L’idée peut sembler banale si l’on accepte la vie que nous proposent les films violents, les émissions de télévision violentes, les jeux vidéo violents et les orientations belliqueuses du nouveau président des États-Unis. Malgré tous les efforts déployés par les industries du divertissement pour imposer la violence comme appât commercial, la guerre n’a jamais été, n’est pas et ne sera jamais un jeu. C’est la pire invention humaine, la plus sale, la plus cruelle, la plus polluante, la plus déshumanisante, la plus ignoble, la plus terrifiante et la plus coûteuse. Véhiculer, par le jeu ou autrement, le culte de la guerre en milieu scolaire est une catastrophe.



La violence et l’ignorance sont parmi les plus anciennes ennemies de l’humanité. Si notre espèce a pu survivre et se développer, c’est parce que nos ancêtres ont développé l’empathie, la compassion, la coopération entre membres de notre espèce et avec d’autres espèces (2). C’est parce que nos ancêtres ont pris soin de leurs bébés pendant les années où leur socialisation s’est développée, et avec elle leur intelligence.

Les budgets militaires décrétés par le nouveau président des États-Unis nous aident à comprendre l’ampleur des profits qui font saliver les actionnaires des industries du complexe militaro-industriel.

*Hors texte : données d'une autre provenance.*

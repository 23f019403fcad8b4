//! Recursive bitonic compare-exchange kernel
//!
//! Pure functions over integer ranges. Nothing here knows about threads:
//! the distributor guarantees that concurrently running tasks never touch
//! overlapping ranges, so each worker calls these on its own exclusive slice.
//!
//! Recursion depth is bounded by `log2(count)`.

use super::task::Direction;

/// Merge a bitonic slice into `direction` order
pub fn merge_slice(values: &mut [i32], direction: Direction) {
    let count = values.len();
    if count <= 1 {
        return;
    }
    let half = count / 2;

    let (low, high) = values.split_at_mut(half);
    for (a, b) in low.iter_mut().zip(high.iter_mut()) {
        if direction.out_of_order(*a, *b) {
            std::mem::swap(a, b);
        }
    }

    merge_slice(low, direction);
    merge_slice(&mut high[..half], direction);
}

/// Bitonic-sort a slice into `direction` order
///
/// The left half is sorted ascending and the right half descending, which
/// makes the whole slice bitonic before the final merge.
pub fn sort_slice(values: &mut [i32], direction: Direction) {
    let count = values.len();
    if count <= 1 {
        return;
    }
    let half = count / 2;

    {
        let (low, high) = values.split_at_mut(half);
        sort_slice(low, Direction::Ascending);
        sort_slice(&mut high[..half], Direction::Descending);
    }

    merge_slice(&mut values[..half * 2], direction);
}

/// Merge `count` elements starting at `start`
///
/// Panics if the range is out of bounds.
pub fn merge(values: &mut [i32], start: usize, count: usize, direction: Direction) {
    if count <= 1 {
        return;
    }
    merge_slice(&mut values[start..start + count], direction);
}

/// Sort `count` elements starting at `start`
///
/// Panics if the range is out of bounds.
pub fn sort(values: &mut [i32], start: usize, count: usize, direction: Direction) {
    if count <= 1 {
        return;
    }
    sort_slice(&mut values[start..start + count], direction);
}

/// Index of the first adjacent pair that violates `direction`
pub fn first_disorder(values: &[i32], direction: Direction) -> Option<usize> {
    values
        .windows(2)
        .position(|w| direction.out_of_order(w[0], w[1]))
}

/// True if every adjacent pair respects `direction`
pub fn is_ordered(values: &[i32], direction: Direction) -> bool {
    first_disorder(values, direction).is_none()
}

C’est contre le pouvoir abusif de ce complexe que nous mettait en garde le défunt Président des États-Unis, Dwight Eisenhower, au moment de quitter la Maison blanche en janvier 1961 (3). Avec ce sur-financement, combiné aux politiques qui aident les riches à cacher leurs revenus dans des paradis fiscaux ainsi qu’aux coupures budgétaires dans les services sociaux, on peut dire que nos voisins états-uniens sont triplement perdants.

Tout en reconnaissant que des intervenant-e-s auprès d’enfants d’âge préscolaire croient bien faire, nous avons plusieurs motifs de nous objecter. Oui, les enfants ont besoin de bouger, grimper, sauter, escalader, danser, et même de se chamailler. Mais entre, d’un côté, ces activités physiques qui font du bien au corps, y compris au cerveau, et, de l’autre côté la guerre, il y a un fossé. Et ce fossé il est glauque, périlleux, rempli de matières culturelles toxiques.

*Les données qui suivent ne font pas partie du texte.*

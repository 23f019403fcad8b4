//! Distributor - plans and publishes the phases of a sort
//!
//! The distributor is the single producer of the coordination table. It runs
//! a small state machine:
//!
//! 1. Sort phase: `W` equal partitions, one `Sort` per slot, sub-direction
//!    alternating by partition parity
//! 2. Merge cascade: double the width, `size / width` `Merge` tasks, surplus
//!    slots get `Terminate` and are retired for good
//! 3. Close: `Terminate` for every slot still alive
//!
//! Every phase is published only after the previous one has drained.

use super::observer::{PhaseInfo, PhaseKind, PhaseObserver};
use super::state::CoordinationState;
use super::task::{Direction, Task};
use crate::error::{AllocationError, ConfigError, FormatError, Result};
use std::time::{Duration, Instant};
use tracing::{debug, info, warn};

/// Check that `size` elements can be sorted by `workers` slots
pub fn validate_layout(size: usize, workers: usize) -> Result<()> {
    if !size.is_power_of_two() {
        return Err(FormatError::NotPowerOfTwo { size }.into());
    }
    if workers == 0 || size % workers != 0 {
        return Err(ConfigError::UnevenPartition { size, workers }.into());
    }
    Ok(())
}

/// One step produced by a [`PhasePlan`]
#[derive(Debug, Clone, Copy, PartialEq, Eq)]
pub enum Step {
    /// A sort or merge phase
    Work {
        kind: PhaseKind,
        width: usize,
        tasks: usize,
    },

    /// Final table retiring every remaining slot
    Close,
}

/// Phase sequence for one array size and pool size
///
/// Pure bookkeeping, no synchronization: the distributor asks it to fill the
/// next table and publishes whatever it produced.
#[derive(Debug, Clone)]
pub struct PhasePlan {
    size: usize,
    workers: usize,
    direction: Direction,

    /// Width of the partitions already ordered (0 before the sort phase)
    width: usize,

    /// Slots that have not been sent `Terminate`
    active: usize,

    finished: bool,
}

impl PhasePlan {
    pub fn new(size: usize, workers: usize, direction: Direction) -> Self {
        Self {
            size,
            workers,
            direction,
            width: 0,
            active: workers,
            finished: false,
        }
    }

    /// Sort and merge phases this plan will produce
    pub fn work_phases(&self) -> usize {
        if self.size <= 1 {
            0
        } else {
            1 + self.workers.trailing_zeros() as usize
        }
    }

    /// Slots not yet retired
    pub fn active(&self) -> usize {
        self.active
    }

    /// Replace the contents of `table` with the next phase
    ///
    /// `table` never grows past the pool size. Returns `None` after the
    /// closing table has been produced.
    pub fn fill_next(&mut self, table: &mut Vec<Task>) -> Option<Step> {
        if self.finished {
            return None;
        }
        table.clear();

        if self.size > 1 && self.width == 0 {
            let width = self.size / self.workers;
            table.extend((0..self.workers).map(|i| Task::Sort {
                start: i * width,
                count: width,
                direction: self.direction.for_partition(i),
            }));
            self.width = width;

            return Some(Step::Work {
                kind: PhaseKind::Sort,
                width,
                tasks: self.workers,
            });
        }

        if self.size > 1 && self.width < self.size {
            let width = self.width * 2;
            let needed = self.size / width;
            table.extend((0..needed).map(|i| Task::Merge {
                start: i * width,
                count: width,
                direction: self.direction.for_partition(i),
            }));
            table.extend((needed..self.active).map(|_| Task::Terminate));
            self.width = width;
            self.active = needed;

            return Some(Step::Work {
                kind: PhaseKind::Merge,
                width,
                tasks: needed,
            });
        }

        table.extend((0..self.active).map(|_| Task::Terminate));
        self.active = 0;
        self.finished = true;
        Some(Step::Close)
    }
}

/// Timing of one completed sort/merge phase
#[derive(Debug, Clone, Copy, PartialEq, Eq)]
pub struct PhaseTiming {
    pub phase: u64,
    pub kind: PhaseKind,
    pub width: usize,
    pub tasks: usize,
    pub elapsed: Duration,
}

/// What the distributor did during a run
#[derive(Debug, Clone, Default)]
pub struct DistributionReport {
    /// Number of elements sorted
    pub size: usize,

    /// Completed sort/merge phases, in order
    pub phases: Vec<PhaseTiming>,

    /// Tables published, including the closing one
    pub published: u64,
}

/// Single control thread of a sort run
pub struct Distributor<'a, O> {
    state: &'a CoordinationState,
    workers: usize,
    direction: Direction,
    observer: &'a O,

    /// Reused table buffer, sized for the pool up front
    table: Vec<Task>,

    /// Slots still waiting for tasks
    live: usize,
}

impl<'a, O: PhaseObserver> Distributor<'a, O> {
    /// Create a distributor for the pool behind `state`
    pub fn new(
        state: &'a CoordinationState,
        direction: Direction,
        observer: &'a O,
    ) -> std::result::Result<Self, AllocationError> {
        let workers = state.pool_size();
        let mut table = Vec::new();
        table
            .try_reserve_exact(workers)
            .map_err(|e| AllocationError::new("distributor table", workers, e))?;

        Ok(Self {
            state,
            workers,
            direction,
            observer,
            table,
            live: workers,
        })
    }

    /// Obtain the array from `load` and drive every phase to completion
    ///
    /// On any failure every live worker is sent `Terminate` before the error
    /// is returned, so no worker stays parked in `claim`.
    pub fn run<F>(mut self, load: F) -> Result<DistributionReport>
    where
        F: FnOnce() -> Result<Vec<i32>>,
    {
        let loaded = load().and_then(|v| {
            validate_layout(v.len(), self.workers)?;
            Ok(v)
        });
        let values = match loaded {
            Ok(values) => values,
            Err(e) => {
                warn!(error = %e, "Array unavailable, releasing workers");
                self.abort();
                return Err(e);
            }
        };

        let size = values.len();
        self.state.install_array(values);

        match self.distribute(size) {
            Ok(report) => Ok(report),
            Err(e) => {
                warn!(error = %e, "Distribution failed, releasing workers");
                self.abort();
                Err(e)
            }
        }
    }

    fn distribute(&mut self, size: usize) -> Result<DistributionReport> {
        let mut plan = PhasePlan::new(size, self.workers, self.direction);
        let total = plan.work_phases();
        let mut report = DistributionReport {
            size,
            phases: Vec::with_capacity(total),
            published: 0,
        };

        info!(
            size,
            workers = self.workers,
            direction = %self.direction,
            phases = total,
            "Distributing sort"
        );

        while let Some(step) = plan.fill_next(&mut self.table) {
            let started = Instant::now();
            let phase = self.publish()?;
            report.published += 1;

            match step {
                Step::Work { kind, width, tasks } => {
                    let info = PhaseInfo {
                        phase,
                        total,
                        kind,
                        width,
                        tasks,
                    };
                    self.observer.phase_started(&info);

                    self.state.wait_drained();
                    let elapsed = started.elapsed();
                    debug!(phase, ?kind, width, tasks, ?elapsed, "Phase done");

                    self.observer.phase_finished(&info, elapsed);
                    report.phases.push(PhaseTiming {
                        phase,
                        kind,
                        width,
                        tasks,
                        elapsed,
                    });
                }
                Step::Close => {
                    self.state.wait_drained();
                    debug!(phase, "Workers released");
                }
            }
        }

        Ok(report)
    }

    /// Publish the current table and track how many slots stay alive
    fn publish(&mut self) -> Result<u64> {
        let phase = self.state.publish(&self.table)?;
        self.live = self
            .table
            .iter()
            .filter(|t| !matches!(t, Task::Terminate))
            .count();
        Ok(phase)
    }

    /// Retire every live slot without waiting for them
    fn abort(&mut self) {
        self.table.clear();
        self.table.extend((0..self.live).map(|_| Task::Terminate));
        if let Err(e) = self.state.publish(&self.table) {
            warn!(error = %e, "Could not publish termination table");
        }
        self.live = 0;
    }
}

/// Send `Terminate` to the first `count` slots
///
/// Used by orchestration when the distributor itself could not run.
pub(crate) fn release_workers(state: &CoordinationState, count: usize) -> Result<()> {
    let table = vec![Task::Terminate; count];
    state.publish(&table)?;
    Ok(())
}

Le CPE et la garderie sont des endroits où les petits, filles et garçons, découvrent que les autres ne sont pas des rivaux, ni des ennemis. Les valeurs à inculquer à nos enfants doivent englober l’empathie, la compassion, l’entraide, la coopération, l’égalité, la justice. Laisser croire que les jeux de guerre sont nécessaires aux garçons, et ce dès la garderie, parce que les garçons ont besoin de bouger est un concept tordu et sexiste. Les filles ont tout autant besoin de bouger que les garçons.


Les spécialistes de l’éducation physique, qui prônent les vertus du sport dans nos écoles, ont déjà élaboré un programme d’activités d’apprentissage de la coopération et de l’opposition. Et tous et toutes savent que lorsque l’opposition prend le pas sur la coopération, la compétition devient un poison. 
Un programme expérimenté dans des écoles du Québec propose aux enfants l’apprentissage de la bravoure ou du courage en pratiquant deux exercices bien simples.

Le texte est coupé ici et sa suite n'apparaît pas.